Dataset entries

★ ★ ★ ★ ★ ★ ★

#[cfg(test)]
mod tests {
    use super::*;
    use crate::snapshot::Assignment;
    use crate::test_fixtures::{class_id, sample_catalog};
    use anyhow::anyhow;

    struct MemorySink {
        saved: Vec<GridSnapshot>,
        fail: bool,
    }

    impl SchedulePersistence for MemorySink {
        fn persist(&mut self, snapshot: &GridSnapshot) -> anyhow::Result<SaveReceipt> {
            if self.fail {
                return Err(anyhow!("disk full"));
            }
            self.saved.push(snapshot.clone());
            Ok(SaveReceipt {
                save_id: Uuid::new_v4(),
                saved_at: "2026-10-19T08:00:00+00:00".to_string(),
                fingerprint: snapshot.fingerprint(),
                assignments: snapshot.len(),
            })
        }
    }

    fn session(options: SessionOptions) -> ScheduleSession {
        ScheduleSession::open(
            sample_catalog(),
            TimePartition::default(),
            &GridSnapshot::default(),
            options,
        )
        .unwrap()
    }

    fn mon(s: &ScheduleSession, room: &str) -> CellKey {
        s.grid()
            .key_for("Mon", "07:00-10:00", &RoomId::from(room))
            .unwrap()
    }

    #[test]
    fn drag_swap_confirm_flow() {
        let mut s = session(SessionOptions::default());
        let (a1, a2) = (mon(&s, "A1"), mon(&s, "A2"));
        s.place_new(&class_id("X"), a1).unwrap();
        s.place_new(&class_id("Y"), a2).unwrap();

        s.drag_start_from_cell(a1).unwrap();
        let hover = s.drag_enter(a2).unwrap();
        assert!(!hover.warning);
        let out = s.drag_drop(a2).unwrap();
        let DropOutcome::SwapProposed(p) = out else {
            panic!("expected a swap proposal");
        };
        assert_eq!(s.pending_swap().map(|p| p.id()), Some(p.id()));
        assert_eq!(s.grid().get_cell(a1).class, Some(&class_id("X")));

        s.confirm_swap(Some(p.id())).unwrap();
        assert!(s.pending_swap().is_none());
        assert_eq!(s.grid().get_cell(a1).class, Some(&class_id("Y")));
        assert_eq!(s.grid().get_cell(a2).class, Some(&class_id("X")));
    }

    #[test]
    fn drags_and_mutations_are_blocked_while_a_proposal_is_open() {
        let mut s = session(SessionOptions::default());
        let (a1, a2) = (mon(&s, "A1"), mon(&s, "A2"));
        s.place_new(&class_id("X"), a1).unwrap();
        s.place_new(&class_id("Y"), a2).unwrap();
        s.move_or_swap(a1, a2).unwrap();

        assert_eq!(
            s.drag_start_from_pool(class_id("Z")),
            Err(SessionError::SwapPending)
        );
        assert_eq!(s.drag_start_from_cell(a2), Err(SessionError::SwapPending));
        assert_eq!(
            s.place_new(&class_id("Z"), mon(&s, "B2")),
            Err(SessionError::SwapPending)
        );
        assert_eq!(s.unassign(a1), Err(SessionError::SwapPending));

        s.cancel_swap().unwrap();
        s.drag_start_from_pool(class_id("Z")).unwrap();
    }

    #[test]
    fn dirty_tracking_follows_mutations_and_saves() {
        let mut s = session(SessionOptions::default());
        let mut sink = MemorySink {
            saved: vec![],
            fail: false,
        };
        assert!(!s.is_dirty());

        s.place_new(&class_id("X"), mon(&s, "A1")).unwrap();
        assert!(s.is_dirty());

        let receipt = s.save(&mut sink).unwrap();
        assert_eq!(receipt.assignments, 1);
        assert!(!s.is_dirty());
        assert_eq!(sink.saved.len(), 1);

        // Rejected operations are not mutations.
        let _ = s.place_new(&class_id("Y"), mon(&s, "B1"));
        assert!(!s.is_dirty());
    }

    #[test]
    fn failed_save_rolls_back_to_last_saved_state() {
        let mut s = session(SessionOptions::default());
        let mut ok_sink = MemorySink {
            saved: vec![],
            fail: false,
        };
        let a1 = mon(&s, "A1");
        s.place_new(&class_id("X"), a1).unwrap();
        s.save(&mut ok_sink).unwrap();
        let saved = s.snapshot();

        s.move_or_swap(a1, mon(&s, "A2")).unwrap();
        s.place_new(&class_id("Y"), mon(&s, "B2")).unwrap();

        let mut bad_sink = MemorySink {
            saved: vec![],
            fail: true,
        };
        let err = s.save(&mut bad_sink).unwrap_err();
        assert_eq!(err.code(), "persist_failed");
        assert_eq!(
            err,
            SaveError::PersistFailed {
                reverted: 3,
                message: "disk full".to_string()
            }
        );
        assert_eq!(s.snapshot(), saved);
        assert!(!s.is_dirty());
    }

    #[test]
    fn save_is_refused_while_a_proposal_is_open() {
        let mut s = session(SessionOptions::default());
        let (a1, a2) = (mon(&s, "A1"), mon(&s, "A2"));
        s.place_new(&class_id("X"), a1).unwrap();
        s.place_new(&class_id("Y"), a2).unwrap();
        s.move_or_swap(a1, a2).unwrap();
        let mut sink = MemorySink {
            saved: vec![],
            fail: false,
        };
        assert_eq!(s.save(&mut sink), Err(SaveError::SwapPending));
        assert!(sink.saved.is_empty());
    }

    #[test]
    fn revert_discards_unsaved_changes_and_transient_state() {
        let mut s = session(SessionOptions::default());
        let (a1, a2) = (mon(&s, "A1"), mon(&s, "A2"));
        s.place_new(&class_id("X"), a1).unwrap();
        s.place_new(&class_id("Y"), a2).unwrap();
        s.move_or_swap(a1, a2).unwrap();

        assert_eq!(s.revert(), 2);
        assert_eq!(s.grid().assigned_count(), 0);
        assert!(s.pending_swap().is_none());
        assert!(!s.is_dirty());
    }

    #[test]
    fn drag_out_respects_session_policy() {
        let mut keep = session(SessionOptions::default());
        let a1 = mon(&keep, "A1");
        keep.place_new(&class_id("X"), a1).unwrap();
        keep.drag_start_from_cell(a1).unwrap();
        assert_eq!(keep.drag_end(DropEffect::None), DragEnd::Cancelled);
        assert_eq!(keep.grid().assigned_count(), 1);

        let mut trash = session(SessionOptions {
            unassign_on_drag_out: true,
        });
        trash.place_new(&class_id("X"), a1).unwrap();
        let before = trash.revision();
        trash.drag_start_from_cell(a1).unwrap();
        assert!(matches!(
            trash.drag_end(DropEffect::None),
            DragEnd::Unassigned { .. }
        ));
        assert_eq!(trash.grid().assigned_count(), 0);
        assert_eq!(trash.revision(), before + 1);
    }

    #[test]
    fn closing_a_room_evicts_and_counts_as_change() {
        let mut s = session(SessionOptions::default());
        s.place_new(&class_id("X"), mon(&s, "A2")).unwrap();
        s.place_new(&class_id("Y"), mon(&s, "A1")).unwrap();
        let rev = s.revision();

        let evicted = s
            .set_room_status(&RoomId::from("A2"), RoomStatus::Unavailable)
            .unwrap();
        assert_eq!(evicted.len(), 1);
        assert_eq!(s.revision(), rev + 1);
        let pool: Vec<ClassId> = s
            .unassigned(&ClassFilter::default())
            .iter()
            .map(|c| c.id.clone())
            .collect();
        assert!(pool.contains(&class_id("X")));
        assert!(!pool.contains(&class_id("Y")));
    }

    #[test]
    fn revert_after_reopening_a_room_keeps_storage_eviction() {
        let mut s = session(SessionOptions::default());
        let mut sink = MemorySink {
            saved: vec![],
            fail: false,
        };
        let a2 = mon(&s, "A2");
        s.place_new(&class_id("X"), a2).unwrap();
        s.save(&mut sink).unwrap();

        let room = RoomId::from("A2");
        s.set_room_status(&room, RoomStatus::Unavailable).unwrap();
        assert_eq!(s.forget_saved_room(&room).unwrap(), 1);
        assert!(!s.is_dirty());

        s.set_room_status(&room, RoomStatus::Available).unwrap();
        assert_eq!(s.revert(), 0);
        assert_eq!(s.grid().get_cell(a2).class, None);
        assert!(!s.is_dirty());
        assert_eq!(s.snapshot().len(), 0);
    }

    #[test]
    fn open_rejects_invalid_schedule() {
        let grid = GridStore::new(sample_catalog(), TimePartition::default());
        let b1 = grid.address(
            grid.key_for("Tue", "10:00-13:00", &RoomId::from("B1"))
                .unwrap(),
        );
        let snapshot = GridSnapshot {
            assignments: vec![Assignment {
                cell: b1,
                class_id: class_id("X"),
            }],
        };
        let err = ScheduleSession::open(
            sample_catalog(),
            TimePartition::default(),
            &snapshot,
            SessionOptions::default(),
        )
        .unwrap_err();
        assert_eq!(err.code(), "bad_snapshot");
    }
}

★ ★ ★ ★ ★ ★ ★

Wherever "self" occurs in the records above, copy the line it sits in.

* **PROBLEM SOLUTION**
        fn persist(&mut self, snapshot: &GridSnapshot) -> anyhow::Result<SaveReceipt> {
            if self.fail {
            self.saved.push(snapshot.clone());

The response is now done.